Appeal from the United States District Court for the Central District of California James V. Selna, District Judge, Presiding
Submitted October 20, 2021** Pasadena, California
Before: KLEINFELD, R. NELSON, and VANDYKE, Circuit Judges.
* This disposition is not appropriate for publication and is not precedent except as provided by Ninth Circuit Rule 36-3. ** The panel unanimously concludes this case is suitable for decision without oral argument. See Fed. R. App. P. 34(a)(2). Appellants are inmates in Orange County jails. They appeal the district
court’s dismissal with prejudice of their final complaint, which was amended six
times, and the court’s denial of their motion to modify. Appellants sued Orange
County for alleged civil rights violations and COVID-related claims, as well as
Global Tel*Link Corporation (“GTL”), which provides telephone services in Orange
County’s correctional facilities, for recording pro se case-related and attorney-client
phone calls and sharing those calls with county prosecutors. We have jurisdiction
under 28 U.S.C. § 1291 and affirm.
1. The district court dismissed the claims against Orange County under
Federal Rule of Civil Procedure 8, and we review for abuse of discretion. McHenry
v. Renne, 84 F.3d 1172, 1177 (9th Cir. 1996). A district court should “consider the
strength of a plaintiff’s case . . . before determining whether dismissal with prejudice
is appropriate.” Id. at 1179 (citation omitted). Here, the district court considered the
strength of Appellants’ claims over the course of six complaints, multiple
applications for TROs, and other motions, before dismissing with prejudice. The
district court found that each version of the complaint was convoluted, conclusory,
and devoid of sufficient facts to support its pleadings. The complaint made general
statements asserting inmates’ rights but failed to sufficiently allege facts, damages,
and the relief sought. Appellants argue that the district court should have stricken
the noncompliant parts of their complaints rather than dismiss, but doing so would
2 20-56076 be impossible without forcing the court to construct their claims for them. See Indep.
Towers of Wash. v. Washington, 350 F.3d 925, 929 (9th Cir. 2003) (court cannot
“manufacture” arguments for appellants). The district court did not abuse its
discretion by dismissing under Rule 8. See id.
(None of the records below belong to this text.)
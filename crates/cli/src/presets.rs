// SPDX-License-Identifier: MIT
// Copyright (c) 2026 Alfred Jean LLC

//! Named common patterns offered as quick-fill presets.

use serde::Serialize;

/// A named pattern.
#[derive(Debug, Clone, Copy, PartialEq, Eq, Serialize)]
pub struct Preset {
    pub name: &'static str,
    pub pattern: &'static str,
    pub description: &'static str,
}

/// All presets, in display order.
pub const PRESETS: &[Preset] = &[
    Preset {
        name: "Email",
        pattern: r"\b[A-Za-z0-9._%+-]+@[A-Za-z0-9.-]+\.[A-Z|a-z]{2,}\b",
        description: "Email addresses",
    },
    Preset {
        name: "Phone",
        pattern: r"\b\d{3}-\d{3}-\d{4}\b",
        description: "US phone numbers like 555-123-4567",
    },
    Preset {
        name: "URL",
        pattern: r"https?://(www\.)?[-a-zA-Z0-9@:%._\+~#=]{1,256}\.[a-zA-Z0-9()]{1,6}\b([-a-zA-Z0-9()@:%_\+.~#?&/=]*)",
        description: "http and https URLs",
    },
    Preset {
        name: "IP Address",
        pattern: r"\b(?:[0-9]{1,3}\.){3}[0-9]{1,3}\b",
        description: "Dotted IPv4 addresses",
    },
    Preset {
        name: "Date (MM/DD/YYYY)",
        pattern: r"\b(0?[1-9]|1[0-2])/(0?[1-9]|[12][0-9]|3[01])/(19|20)\d\d\b",
        description: "Dates such as 12/31/1999",
    },
    Preset {
        name: "Hex Color",
        pattern: r"#([A-Fa-f0-9]{6}|[A-Fa-f0-9]{3})",
        description: "CSS hex colors such as #fff or #1a2b3c",
    },
];

/// Look up a preset by name, ignoring case.
pub fn find(name: &str) -> Option<&'static Preset> {
    PRESETS.iter().find(|p| p.name.eq_ignore_ascii_case(name.trim()))
}

#[cfg(test)]
#[path = "presets_tests.rs"]
mod tests;
// SPDX-License-Identifier: MIT
// Copyright (c) 2026 Alfred Jean LLC

//! Locating `relens.toml`.
//!
//! A path named with `-C`/`RELENS_CONFIG` is used as given (relative to the
//! working directory) and must be a file. Without one, the nearest
//! `relens.toml` at or above the working directory is used; the search does
//! not leave the enclosing git repository.

use std::path::{Path, PathBuf};

use crate::error::{Error, Result};

/// Name of the config file looked up during discovery.
pub const CONFIG_FILE: &str = "relens.toml";

/// Nearest `relens.toml` in `start_dir` or one of its ancestors, stopping at
/// the first directory that holds `.git`.
pub fn find_config(start_dir: &Path) -> Option<PathBuf> {
    for dir in start_dir.ancestors() {
        let candidate = dir.join(CONFIG_FILE);
        if candidate.is_file() {
            return Some(candidate);
        }
        if is_repository_root(dir) {
            break;
        }
    }
    None
}

fn is_repository_root(dir: &Path) -> bool {
    dir.join(".git").exists()
}

/// Config file to load, if any: the explicit path, else the discovered one.
pub fn resolve_config(explicit: Option<&Path>, cwd: &Path) -> Result<Option<PathBuf>> {
    let Some(explicit) = explicit else {
        return Ok(find_config(cwd));
    };

    let path = cwd.join(explicit);
    if !path.is_file() {
        return Err(Error::Config {
            message: format!("config file not found: {}", explicit.display()),
            path: Some(path),
        });
    }
    Ok(Some(path))
}

#[cfg(test)]
#[path = "discovery_tests.rs"]
mod tests;
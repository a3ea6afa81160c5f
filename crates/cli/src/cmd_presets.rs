// SPDX-License-Identifier: MIT
// Copyright (c) 2026 Alfred Jean LLC

//! Presets command implementation.

use rayon::prelude::*;

use relens::cli::{OutputFormat, PresetsArgs};
use relens::color::resolve_color;
use relens::error::ExitCode;
use relens::output::json::{JsonFormatter, PresetCheck};
use relens::output::text::TextFormatter;
use relens::pattern::{EvaluationResult, Limits, PatternRequest, evaluate_request};
use relens::presets::PRESETS;

/// Run the presets command.
pub fn run(args: &PresetsArgs) -> anyhow::Result<ExitCode> {
    let color = resolve_color(false, false);
    if !args.check {
        match args.output {
            OutputFormat::Text => TextFormatter::stdout(color).write_presets(PRESETS)?,
            OutputFormat::Json => JsonFormatter::new(std::io::stdout().lock()).write_presets(PRESETS)?,
        }
        return Ok(ExitCode::Success);
    }

    let limits = Limits::default();
    let results: Vec<EvaluationResult> = PRESETS
        .par_iter()
        .map(|preset| evaluate_request(&PatternRequest::new(preset.pattern, "", "g"), &limits))
        .collect();
    let all_valid = results.iter().all(|r| r.is_valid);

    match args.output {
        OutputFormat::Text => {
            let mut formatter = TextFormatter::stdout(color);
            for (preset, result) in PRESETS.iter().zip(&results) {
                formatter.write_preset_check(preset, result)?;
            }
        }
        OutputFormat::Json => {
            let checks: Vec<PresetCheck<'_>> = PRESETS
                .iter()
                .zip(&results)
                .map(|(preset, result)| PresetCheck::new(preset, result))
                .collect();
            JsonFormatter::new(std::io::stdout().lock()).write_preset_checks(&checks)?;
        }
    }

    Ok(if all_valid {
        ExitCode::Success
    } else {
        ExitCode::InvalidPattern
    })
}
2. We review the district court’s order to strike claims against GTL for
abuse of discretion in striking Appellants’ claims against GTL. See Ready Transp.,
Inc. v. AAR Mfg., 627 F.3d 402, 403–04 (9th Cir. 2010). Appellants’ claims against
GTL included violations of the California Constitution, the California Invasion of
Privacy Act (“CIPA”), and common law for GTL’s role in recording Appellants’
phone calls. In a previous order, the district court dismissed with prejudice three
claims because the criminal defense attorneys did not have standing to assert their
clients’ attorney-client privilege. Appellants continued to bring these claims without
acknowledging that they had been dismissed with prejudice and did not timely
appeal the previous orders. “[W]ithout question, successive complaints based upon
propositions of law previously rejected may constitute harassment,” G.C. & K.B.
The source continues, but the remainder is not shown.